The BMW DTM team’s gain is Marussia’s loss on two counts. It has to fill the hole left by the departure of its lead driver of the last three years, who has participated in more than a hundred F1 race weekends.

Just as troubling is the apparent reason for the split with Glock. According to team principal John Booth, Glock was let go due to “tough economic conditions” and a need to “secure our long-term future”.

In short, both parties wished to continue – Glock had a deal in place for 2013 – but Marussia could no longer afford it.

It’s an ill-timed setback for a team that was just starting to show signs of progress after a difficult introduction to F1.

Troubled beginnings

Marussia entered F1 as Virgin in 2010. The changes they and fellow newcomers* Campos and USF1 have undergone since then says a lot about the difficulty of entering Formula One as a new team.

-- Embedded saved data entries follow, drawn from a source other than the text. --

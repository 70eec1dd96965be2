//! tests/api_tests.rs
//! Pruebas de los endpoints /api/sessions con actix_web::test.

#[cfg(test)]
mod tests {
    use actix_rt::test;
    use actix_web::{
        dev::{Service, ServiceResponse},
        http::{header, StatusCode},
        test::{call_and_read_body_json, call_service, init_service, read_body_json, TestRequest},
        web, App, Error,
    };
    use actix_http::Request;
    use chrono::{Duration, Utc};
    use serde_json::{json, Value};

    use crate::app::init_app;
    use crate::config::app_config::AppConfig;
    use crate::services::session_service::SessionService;

    async fn test_app(
        config: AppConfig,
    ) -> impl Service<Request, Response = ServiceResponse, Error = Error> {
        init_service(
            App::new()
                .app_data(web::Data::new(config))
                .app_data(web::Data::new(SessionService::default()))
                .configure(init_app),
        )
        .await
    }

    async fn new_session(
        app: &impl Service<Request, Response = ServiceResponse, Error = Error>,
    ) -> String {
        let req = TestRequest::post().uri("/api/sessions").to_request();
        let body: Value = call_and_read_body_json(app, req).await;
        body["session_id"].as_str().expect("session_id").to_string()
    }

    fn upload_csv(id: &str, csv: &str) -> Request {
        TestRequest::post()
            .uri(&format!("/api/sessions/{}/customers", id))
            .insert_header((header::CONTENT_TYPE, "text/csv"))
            .set_payload(csv.to_string())
            .to_request()
    }

    fn tomorrow_schedule(channel: &str) -> Value {
        let tomorrow = Utc::now() + Duration::days(1);
        json!({
            "channel": channel,
            "date": tomorrow.format("%Y-%m-%d").to_string(),
            "time": tomorrow.format("%H:%M").to_string(),
            "utc_offset_minutes": 0
        })
    }

    #[test]
    async fn test_full_flow_email() {
        let app = test_app(AppConfig::default()).await;
        let id = new_session(&app).await;

        let body: Value = call_and_read_body_json(
            &app,
            upload_csv(&id, "name,email\nAnn,ann@example.com\nBob,bob@example.com\nbad,row,x"),
        )
        .await;
        assert_eq!(body["success"], true);
        assert_eq!(body["count"], 2);
        assert_eq!(body["headers"], json!(["name", "email"]));

        let req = TestRequest::post()
            .uri(&format!("/api/sessions/{}/messages", id))
            .set_json(json!({ "template": "Hola [name]!" }))
            .to_request();
        let preview: Value = call_and_read_body_json(&app, req).await;
        assert_eq!(preview["count"], 2);
        assert_eq!(preview["messages"][1]["content"], "Hola Bob!");
        assert_eq!(preview["messages"][1]["to"], "Bob");

        let req = TestRequest::put()
            .uri(&format!("/api/sessions/{}/settings", id))
            .set_json(json!({ "email_api_key": "key", "email_sender": "ventas@example.com" }))
            .to_request();
        let settings: Value = call_and_read_body_json(&app, req).await;
        assert_eq!(settings["credentials"]["email_api_key"], true);
        assert_eq!(settings["credentials"]["whatsapp_api_token"], false);

        let req = TestRequest::post()
            .uri(&format!("/api/sessions/{}/schedule", id))
            .set_json(tomorrow_schedule("email"))
            .to_request();
        let scheduled: Value = call_and_read_body_json(&app, req).await;
        assert_eq!(scheduled["success"], true);
        assert_eq!(
            scheduled["message"],
            "Messages have been successfully scheduled."
        );
        assert_eq!(scheduled["entries"].as_array().unwrap().len(), 2);

        let req = TestRequest::get()
            .uri(&format!("/api/sessions/{}/log", id))
            .to_request();
        let log: Value = call_and_read_body_json(&app, req).await;
        let entries = log["entries"].as_array().unwrap();
        assert_eq!(entries.len(), 2);
        assert_eq!(entries[0]["recipient"], "Ann");
        assert_eq!(entries[0]["channel"], "email");
        assert_eq!(entries[0]["status"], "Success");
        assert_eq!(log["counts"]["success"], 2);

        let req = TestRequest::get()
            .uri(&format!("/api/sessions/{}", id))
            .to_request();
        let summary: Value = call_and_read_body_json(&app, req).await;
        assert_eq!(summary["customers"], 2);
        assert_eq!(summary["drafts"], 2);
        assert_eq!(summary["has_image"], false);
    }

    #[test]
    async fn test_customers_require_csv_content_type() {
        let app = test_app(AppConfig::default()).await;
        let id = new_session(&app).await;

        call_service(&app, upload_csv(&id, "name\nAnn")).await;

        let req = TestRequest::post()
            .uri(&format!("/api/sessions/{}/customers", id))
            .insert_header((header::CONTENT_TYPE, "application/json"))
            .set_payload("name\nAnn")
            .to_request();
        let resp = call_service(&app, req).await;
        assert_eq!(resp.status(), StatusCode::BAD_REQUEST);
        let body: Value = read_body_json(resp).await;
        assert_eq!(body["success"], false);
        assert_eq!(body["error"], "Please upload a valid CSV file.");

        // El archivo inválido vacía la lista anterior
        let req = TestRequest::get()
            .uri(&format!("/api/sessions/{}/customers", id))
            .to_request();
        let listing: Value = call_and_read_body_json(&app, req).await;
        assert_eq!(listing["customers"].as_array().unwrap().len(), 0);
    }

    #[test]
    async fn test_customers_listing_keeps_column_order() {
        let app = test_app(AppConfig::default()).await;
        let id = new_session(&app).await;
        call_service(&app, upload_csv(&id, "zeta,alpha\n1,2")).await;

        let req = TestRequest::get()
            .uri(&format!("/api/sessions/{}/customers", id))
            .to_request();
        let resp = call_service(&app, req).await;
        let raw = actix_web::test::read_body(resp).await;
        let text = std::str::from_utf8(&raw).unwrap();
        assert!(text.contains(r#"{"zeta":"1","alpha":"2"}"#), "{}", text);
    }

    #[test]
    async fn test_upload_too_large() {
        let config = AppConfig {
            max_upload_bytes: 8,
            ..AppConfig::default()
        };
        let app = test_app(config).await;
        let id = new_session(&app).await;

        let resp = call_service(&app, upload_csv(&id, "name\nsomebody-long")).await;
        assert_eq!(resp.status(), StatusCode::BAD_REQUEST);
        let body: Value = read_body_json(resp).await;
        assert_eq!(body["error"], "File too large: the limit is 8 bytes.");
    }

    #[test]
    async fn test_generate_without_customers() {
        let app = test_app(AppConfig::default()).await;
        let id = new_session(&app).await;

        let req = TestRequest::post()
            .uri(&format!("/api/sessions/{}/messages", id))
            .set_json(json!({ "template": "Hola" }))
            .to_request();
        let resp = call_service(&app, req).await;
        assert_eq!(resp.status(), StatusCode::BAD_REQUEST);
        let body: Value = read_body_json(resp).await;
        assert_eq!(body["error"], "Please upload customer data first.");
    }

    #[test]
    async fn test_schedule_without_messages() {
        let app = test_app(AppConfig::default()).await;
        let id = new_session(&app).await;

        let req = TestRequest::post()
            .uri(&format!("/api/sessions/{}/schedule", id))
            .set_json(json!({ "channel": "sms" }))
            .to_request();
        let resp = call_service(&app, req).await;
        assert_eq!(resp.status(), StatusCode::BAD_REQUEST);
        let body: Value = read_body_json(resp).await;
        assert_eq!(body["error"], "Please generate messages first.");
    }

    #[test]
    async fn test_schedule_in_the_past() {
        let app = test_app(AppConfig::default()).await;
        let id = new_session(&app).await;
        call_service(&app, upload_csv(&id, "name\nAnn")).await;
        let req = TestRequest::post()
            .uri(&format!("/api/sessions/{}/messages", id))
            .set_json(json!({ "template": "Hola" }))
            .to_request();
        call_service(&app, req).await;

        let req = TestRequest::post()
            .uri(&format!("/api/sessions/{}/schedule", id))
            .set_json(json!({
                "channel": "sms",
                "date": "2000-01-01",
                "time": "10:00",
                "utc_offset_minutes": 0
            }))
            .to_request();
        let resp = call_service(&app, req).await;
        assert_eq!(resp.status(), StatusCode::BAD_REQUEST);
        let body: Value = read_body_json(resp).await;
        assert_eq!(body["error"], "Cannot schedule messages in the past.");
    }

    #[test]
    async fn test_whatsapp_qr_flow() {
        let app = test_app(AppConfig::default()).await;
        let id = new_session(&app).await;
        call_service(&app, upload_csv(&id, "name,phone\nAnn,1\nBob,2")).await;
        let req = TestRequest::post()
            .uri(&format!("/api/sessions/{}/messages", id))
            .set_json(json!({ "template": "Hola [name]" }))
            .to_request();
        call_service(&app, req).await;

        let mut schedule = tomorrow_schedule("whatsapp");
        schedule["whatsapp_type"] = json!("qr_code");
        let req = TestRequest::post()
            .uri(&format!("/api/sessions/{}/schedule", id))
            .set_json(schedule)
            .to_request();
        let body: Value = call_and_read_body_json(&app, req).await;
        assert_eq!(body["qr_code"]["text"], "https://wa.me/?text=Hola%20Ann");
        assert_eq!(body["qr_code"]["width"], 256);
        assert_eq!(body["entries"].as_array().unwrap().len(), 0);

        let req = TestRequest::get()
            .uri(&format!("/api/sessions/{}/log", id))
            .to_request();
        let log: Value = call_and_read_body_json(&app, req).await;
        assert_eq!(log["entries"].as_array().unwrap().len(), 0);
    }

    #[test]
    async fn test_whatsapp_api_requires_credentials() {
        let app = test_app(AppConfig::default()).await;
        let id = new_session(&app).await;
        call_service(&app, upload_csv(&id, "name\nAnn")).await;
        let req = TestRequest::post()
            .uri(&format!("/api/sessions/{}/messages", id))
            .set_json(json!({ "template": "Hola" }))
            .to_request();
        call_service(&app, req).await;

        let req = TestRequest::post()
            .uri(&format!("/api/sessions/{}/schedule", id))
            .set_json(tomorrow_schedule("whatsapp"))
            .to_request();
        let resp = call_service(&app, req).await;
        assert_eq!(resp.status(), StatusCode::BAD_REQUEST);
        let body: Value = read_body_json(resp).await;
        assert_eq!(
            body["error"],
            "Please enter WhatsApp API credentials in the settings."
        );
    }

    #[test]
    async fn test_image_upload_attached_to_preview() {
        let app = test_app(AppConfig::default()).await;
        let id = new_session(&app).await;
        call_service(&app, upload_csv(&id, "name\nAnn\nBob")).await;

        let req = TestRequest::post()
            .uri(&format!("/api/sessions/{}/image", id))
            .insert_header((header::CONTENT_TYPE, "image/png"))
            .set_payload(&b"abc"[..])
            .to_request();
        let body: Value = call_and_read_body_json(&app, req).await;
        assert_eq!(body["content_type"], "image/png");
        assert_eq!(body["size"], 3);

        let req = TestRequest::post()
            .uri(&format!("/api/sessions/{}/messages", id))
            .set_json(json!({ "template": "Hola [name]" }))
            .to_request();
        let preview: Value = call_and_read_body_json(&app, req).await;
        for msg in preview["messages"].as_array().unwrap() {
            assert_eq!(msg["image"], "data:image/png;base64,YWJj");
        }
    }

    #[test]
    async fn test_image_rejects_non_image() {
        let app = test_app(AppConfig::default()).await;
        let id = new_session(&app).await;

        let req = TestRequest::post()
            .uri(&format!("/api/sessions/{}/image", id))
            .insert_header((header::CONTENT_TYPE, "text/plain"))
            .set_payload("hola")
            .to_request();
        let resp = call_service(&app, req).await;
        assert_eq!(resp.status(), StatusCode::BAD_REQUEST);
    }

    #[test]
    async fn test_unknown_session() {
        let app = test_app(AppConfig::default()).await;
        let req = TestRequest::get()
            .uri(&format!("/api/sessions/{}/log", uuid::Uuid::new_v4()))
            .to_request();
        let resp = call_service(&app, req).await;
        assert_eq!(resp.status(), StatusCode::NOT_FOUND);
        let body: Value = read_body_json(resp).await;
        assert_eq!(body["error"], "Session not found");
    }

    #[test]
    async fn test_delete_session() {
        let app = test_app(AppConfig::default()).await;
        let id = new_session(&app).await;

        let req = TestRequest::delete()
            .uri(&format!("/api/sessions/{}", id))
            .to_request();
        assert_eq!(call_service(&app, req).await.status(), StatusCode::OK);

        let req = TestRequest::get()
            .uri(&format!("/api/sessions/{}", id))
            .to_request();
        assert_eq!(call_service(&app, req).await.status(), StatusCode::NOT_FOUND);
    }

    #[test]
    async fn test_access_logger_passes_requests_through() {
        let app = init_service(
            App::new()
                .wrap(crate::logger::access_logger())
                .app_data(web::Data::new(AppConfig::default()))
                .app_data(web::Data::new(SessionService::default()))
                .configure(init_app),
        )
        .await;

        let req = TestRequest::post().uri("/api/sessions").to_request();
        let resp = call_service(&app, req).await;
        assert_eq!(resp.status(), StatusCode::OK);

        let req = TestRequest::get()
            .uri(&format!("/api/sessions/{}", uuid::Uuid::new_v4()))
            .to_request();
        assert_eq!(call_service(&app, req).await.status(), StatusCode::NOT_FOUND);
    }

    #[test]
    async fn test_default_session_ttl_is_one_hour() {
        let config = AppConfig::default();
        assert_eq!(config.session_ttl(), std::time::Duration::from_secs(3600));
    }
}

They were originally attracted to F1 by the prospect of competing under cost restrictions which would allow them certain performance advantage compared to their rivals. But FIA president Max Mosley failed to win support for the rules. USF1 never made it as far as a test session and the Campos entry was taken over by Jose Ramon Carabante and rebranded as HRT.

Virgin, who entered F1 as a sponsor for Brawn in 2009, backed the Manor Motorsport-run team. The fact that it was now owned by Richard Branson, one of the wealthiest men in Britain (worth over ??2.64bn/$4.2bn according to Forbes), might have led some to assume the team was not being run to one of the tightest budgets in the paddock, significantly less than what was being spent by the front runners.

An attempt to avoid the significant cost of wind tunnel testing by developing a car entirely using Computational Fluid Dynamics proved a failure. The VR-01 had to be redesigned early in 2010 after it was discovered it could not carry enough fuel to complete a race flat-out. Poor performance and unreliability left the team last overall at the end of its first season.

Russian motoring brand Marussia bought into the team and became its title sponsor for 2011. In theory this granted them the status of a manufacturer team, up there with Ferrari and Mercedes.

The reality doesn’t quite match up. At the time they bought into the team Marussia were talking up the arrival of their B1 supercar which was set to go on sale soon, followed by other models. Two years later and still they’re yet to materialise.

What they do have is a website which talks about the “synergy between our road car and Formula One racing operations” and a lavish showroom next to the Fairmont Hotel hairpin in Monaco which opened last May:

The arrival of Marussia was a precursor to the departure of Virgin at the end of 2011. By then designer Nick Wirth was gone too, the team giving up on their all-CFD approach after a poor start to the season. They ended the year last again.

Progress with Marussia

Under the ownership of Marussia the team finally began to make some progress. The hiring of Pat Symonds as a consultant was a controversial move given his role in the ‘Crashgate’ affair but it brought his valuable experience to their technical department.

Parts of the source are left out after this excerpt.